$L^2$ estimates for commutators of the Dirichlet-to-Neumann Map associated to elliptic operators with complex-valued bounded measurable coefficients on $\mathbb{R}^{n+1}_+$

TL;DR

This paper proves new $L^2$ estimates for commutators of the Dirichlet-to-Neumann map related to complex elliptic operators in the upper half-space, extending prior results and aiding homogenization theory.

Contribution

It establishes $L^2$ commutator estimates for the Dirichlet-to-Neumann map with complex coefficients, generalizing previous Laplacian results to more complex elliptic operators.

Findings

Established $L^2$ bounds for commutators of the Dirichlet-to-Neumann map.

Extended previous Laplacian results to complex elliptic operators.

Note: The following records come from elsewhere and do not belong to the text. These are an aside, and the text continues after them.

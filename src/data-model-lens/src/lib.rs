pub mod api;
pub mod db;
pub mod models;
pub mod pg_store;
pub mod schema;
pub mod store;

// Make test_helpers available for tests in this crate and dependent crates
#[cfg(any(test, feature = "test-helpers"))]
pub mod test_helpers;
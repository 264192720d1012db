use axum::{
    Json,
    extract::{State, rejection::JsonRejection},
    http::{StatusCode, header},
    response::IntoResponse,
};
use data_model_lens::api::{LoginPayload, RegisterPayload, TokenResponse};
use data_model_lens::models::{User, UserId};
use std::time::Instant;
use tokio::time::{Duration, sleep};
use tracing::{debug, info, warn};

use super::password::{MIN_PASSWORD_LENGTH, hash_password, verify_password};
use super::token::{create_logout_cookie, create_session_cookie, generate_token};
use crate::errors::AuthError;
use crate::state::AppState;

const MIN_LOGIN_DURATION: Duration = Duration::from_secs(1);

/// POST /api/auth/register
/// Creates an account and signs the new user in.
pub async fn post_register(
    State(state): State<AppState>,
    payload: Result<Json<RegisterPayload>, JsonRejection>,
) -> Result<impl IntoResponse, AuthError> {
    let Json(payload) = payload?;
    let username = payload.username.trim();
    let email = payload.email.trim();

    if username.is_empty() {
        return Err(AuthError::InvalidRegistration("username must not be empty".to_string()));
    }
    if !email.contains('@') {
        return Err(AuthError::InvalidRegistration("email is not valid".to_string()));
    }
    if payload.password.chars().count() < MIN_PASSWORD_LENGTH {
        return Err(AuthError::InvalidRegistration(format!(
            "password must be at least {} characters",
            MIN_PASSWORD_LENGTH
        )));
    }

    let password_hash = hash_password(&payload.password, state.auth.password_hash_cost)?;
    let user = User::new(username.to_string(), email.to_string(), password_hash);
    state.users.insert_user(&user).await.inspect_err(|e| warn!("Registration of {} failed: {}", username, e))?;
    info!("Registered user {} ({})", user.id, user.username);

    let (body, cookie) = sign_in(&state, user.id)?;
    Ok((StatusCode::CREATED, [(header::SET_COOKIE, cookie)], Json(body)))
}

/// POST /api/auth/login
/// Authenticates by username or email, enforces minimum 1-second response time
pub async fn post_login(
    State(state): State<AppState>,
    payload: Result<Json<LoginPayload>, JsonRejection>,
) -> Result<impl IntoResponse, AuthError> {
    let start = Instant::now();
    let Json(payload) = payload?;

    let user = state.users.find_user_by_identifier(payload.identifier.trim()).await?;
    let is_valid = match &user {
        Some(user) => verify_password(&payload.password, &user.password_hash)?,
        None => false,
    };

    // Same response time whether the account exists or not
    let elapsed = start.elapsed();
    if elapsed < MIN_LOGIN_DURATION {
        sleep(MIN_LOGIN_DURATION - elapsed).await;
    }

    let user = match user {
        Some(user) if is_valid => user,
        _ => {
            warn!("Failed login attempt for {}", payload.identifier);
            return Err(AuthError::InvalidCredentials);
        }
    };

    debug!("Successful login for {}", user.id);
    let (body, cookie) = sign_in(&state, user.id)?;
    Ok((StatusCode::OK, [(header::SET_COOKIE, cookie)], Json(body)))
}

/// POST /api/auth/logout
/// Clears the session cookie. Bearer tokens stay valid until they expire.
pub async fn post_logout() -> impl IntoResponse {
    debug!("User logged out");
    (
        StatusCode::OK,
        [(header::SET_COOKIE, create_logout_cookie().to_string())],
        Json(serde_json::json!({"success": true})),
    )
}

/// Issues a token for `user_id`, returned both in the body and as a session cookie.
fn sign_in(state: &AppState, user_id: UserId) -> Result<(TokenResponse, String), AuthError> {
    let token = generate_token(user_id, &state.auth.token_secret)?;
    let cookie = create_session_cookie(&token, state.auth.token_duration_seconds).to_string();
    Ok((
        TokenResponse {
            user_id,
            token,
            expires_in: state.auth.token_duration_seconds,
        },
        cookie,
    ))
}
use std::sync::Arc;

use core_lens::{AuthConfig, JobPipeline};
use data_model_lens::store::UserStore;

/// Everything a request handler needs. Built once by the process entry point.
#[derive(Clone)]
pub struct AppState {
    pub pipeline: Arc<JobPipeline>,
    pub users: Arc<dyn UserStore>,
    pub auth: Arc<AuthConfig>,
}

impl AppState {
    pub fn new(pipeline: Arc<JobPipeline>, users: Arc<dyn UserStore>, auth: AuthConfig) -> Self {
        Self {
            pipeline,
            users,
            auth: Arc::new(auth),
        }
    }
}
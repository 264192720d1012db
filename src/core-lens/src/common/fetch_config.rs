use std::{num::ParseIntError, time::Duration};

pub const DEFAULT_TIMEOUT_SECS: u64 = 30;
/// Largest response body the analyzer will buffer: 10 MiB.
pub const DEFAULT_MAX_BODY_BYTES: usize = 10 * 1024 * 1024;

/// How the page analyzer talks to remote servers.
#[derive(Debug, Clone, PartialEq, Eq)]
pub struct FetchConfig {
    pub timeout: Duration,
    pub user_agent: String,
    /// Responses longer than this are fetch failures.
    pub max_body_bytes: usize,
}

impl Default for FetchConfig {
    fn default() -> Self {
        Self {
            timeout: Duration::from_secs(DEFAULT_TIMEOUT_SECS),
            user_agent: default_user_agent(),
            max_body_bytes: DEFAULT_MAX_BODY_BYTES,
        }
    }
}

fn default_user_agent() -> String {
    format!("page-lens/{}", env!("CARGO_PKG_VERSION"))
}

#[derive(Debug, thiserror::Error)]
pub enum FetchConfigError {
    #[error("FETCH_TIMEOUT_SECS must be a valid number: {0}")]
    InvalidTimeout(#[from] ParseIntError),

    #[error("FETCH_TIMEOUT_SECS must be positive")]
    ZeroTimeout,

    #[error("FETCH_MAX_BODY_BYTES must be a positive integer, got '{0}'")]
    InvalidMaxBody(String),
}

/// Reads FETCH_TIMEOUT_SECS, FETCH_USER_AGENT and FETCH_MAX_BODY_BYTES,
/// falling back to [`FetchConfig::default`].
pub fn get_fetch_config() -> Result<FetchConfig, FetchConfigError> {
    let timeout = match std::env::var("FETCH_TIMEOUT_SECS") {
        Ok(v) => v.trim().parse::<u64>()?,
        Err(_) => DEFAULT_TIMEOUT_SECS,
    };
    if timeout == 0 {
        return Err(FetchConfigError::ZeroTimeout);
    }

    let user_agent = std::env::var("FETCH_USER_AGENT")
        .ok()
        .filter(|v| !v.trim().is_empty())
        .unwrap_or_else(default_user_agent);

    let max_body_bytes = match std::env::var("FETCH_MAX_BODY_BYTES") {
        Ok(raw) if !raw.trim().is_empty() => match raw.trim().parse::<usize>() {
            Ok(bytes) if bytes > 0 => bytes,
            _ => return Err(FetchConfigError::InvalidMaxBody(raw)),
        },
        _ => DEFAULT_MAX_BODY_BYTES,
    };

    Ok(FetchConfig {
        timeout: Duration::from_secs(timeout),
        user_agent,
        max_body_bytes,
    })
}
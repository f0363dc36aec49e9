//! End-to-end analysis steps
//!
//! Each pipeline loads the configured histogram of every manifest sample
//! (see [`load_samples`]) and turns the result into one product:
//!
//! | pipeline | product |
//! |---|---|
//! | [`make_roc`] | full metrics curve and ROC curve |
//! | [`make_significance`] | significance curve |
//! | [`make_stack`] | stacked backgrounds with signal overlay |
//! | [`make_normalized`] | unit-area shapes |

use discrim_metrics::{
    curve::{MetricsCurve, SignificanceCurve},
    roc::RocCurve,
};

use crate::{
    comparison::{NormalizedComparison, StackedComparison},
    config::AnalysisConfig,
    error::AnalysisError,
    manifest::SampleManifest,
    report::CutTable,
    samples::{LoadedSamples, load_samples},
    source::HistogramSource,
};

#[derive(Debug, Clone, PartialEq)]
pub struct RocReport {
    pub samples: LoadedSamples,
    pub curve: MetricsCurve,
    pub roc: RocCurve,
}

impl RocReport {
    #[must_use]
    pub fn table(&self) -> CutTable<'_> {
        CutTable::new(&self.curve)
    }
}

#[derive(Debug, Clone, PartialEq)]
pub struct SignificanceReport {
    pub samples: LoadedSamples,
    pub curve: SignificanceCurve,
}

/// Computes the full metrics curve and the ROC curve of the manifest samples.
pub fn make_roc<S>(
    config: &AnalysisConfig,
    manifest: &SampleManifest,
    source: &S,
) -> Result<RocReport, AnalysisError>
where
    S: HistogramSource + ?Sized,
{
    let samples = load(config, manifest, source)?;
    let (curve, roc) = config.metrics().compute_full_curve(&samples.samples)?;
    if let Some(best) = curve.best_significance() {
        tracing::info!(
            label = config.label(),
            cut = best.cut_value,
            significance = best.significance,
            signal_efficiency = best.signal_efficiency,
            background_rejection = best.background_rejection,
            "best cut"
        );
    }
    tracing::info!(
        label = config.label(),
        cuts = curve.len(),
        roc_points = roc.points().count(),
        "ROC computed"
    );
    Ok(RocReport {
        samples,
        curve,
        roc,
    })
}

/// Computes the significance curve of the manifest samples.
pub fn make_significance<S>(
    config: &AnalysisConfig,
    manifest: &SampleManifest,
    source: &S,
) -> Result<SignificanceReport, AnalysisError>
where
    S: HistogramSource + ?Sized,
{
    let samples = load(config, manifest, source)?;
    let curve = config.metrics().compute_significance_curve(&samples.samples)?;
    match curve.best() {
        Some(best) => tracing::info!(
            label = config.label(),
            cut = best.cut_value,
            significance = best.significance,
            "best cut"
        ),
        None => tracing::info!(label = config.label(), "no cut with a non-empty background tail"),
    }
    Ok(SignificanceReport { samples, curve })
}

/// Stacks the manifest backgrounds and overlays the amplified signal.
pub fn make_stack<S>(
    config: &AnalysisConfig,
    manifest: &SampleManifest,
    source: &S,
) -> Result<StackedComparison, AnalysisError>
where
    S: HistogramSource + ?Sized,
{
    let samples = load(config, manifest, source)?;
    let stack = StackedComparison::build(&samples, config.signal_amplification)?;
    tracing::info!(
        label = config.label(),
        layers = stack.layers.len(),
        amplification = config.signal_amplification,
        "stack built"
    );
    Ok(stack)
}

/// Scales every manifest sample to unit area, then rebins the shapes.
pub fn make_normalized<S>(
    config: &AnalysisConfig,
    manifest: &SampleManifest,
    source: &S,
) -> Result<NormalizedComparison, AnalysisError>
where
    S: HistogramSource + ?Sized,
{
    let samples = load_with_rebin(config, manifest, source, 1)?;
    let comparison = NormalizedComparison::from_loaded(&samples).rebinned(config.rebin)?;
    tracing::info!(
        label = config.label(),
        shapes = comparison.shapes.len(),
        "normalized shapes built"
    );
    Ok(comparison)
}

fn load<S>(
    config: &AnalysisConfig,
    manifest: &SampleManifest,
    source: &S,
) -> Result<LoadedSamples, AnalysisError>
where
    S: HistogramSource + ?Sized,
{
    load_with_rebin(config, manifest, source, config.rebin)
}

fn load_with_rebin<S>(
    config: &AnalysisConfig,
    manifest: &SampleManifest,
    source: &S,
    rebin: usize,
) -> Result<LoadedSamples, AnalysisError>
where
    S: HistogramSource + ?Sized,
{
    config.validate()?;
    tracing::info!(
        histogram = %config.histogram,
        samples = manifest.len(),
        rebin,
        "loading samples"
    );
    load_samples(manifest, source, &config.histogram, rebin)
}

Applications to homogenization theory and elliptic PDE analysis.

Abstract

In this paper we establish commmutator estimates for the Dirichlet-to-Neumann Map associated to a divergence form elliptic operator in the upper half-space $\mathbb{R}^{n+1}_+:=\{(x,t)\in \mathbb{R}^n \times (0,\infty)\}$, with uniformly complex elliptic, $L^{\infty}$, $t$-independent coefficients. By a standard pull-back mechanism, these results extend corresponding results of Kenig, Lin and Shen for the Laplacian in a Lipschitz domain, which have application to the theory of homogenization.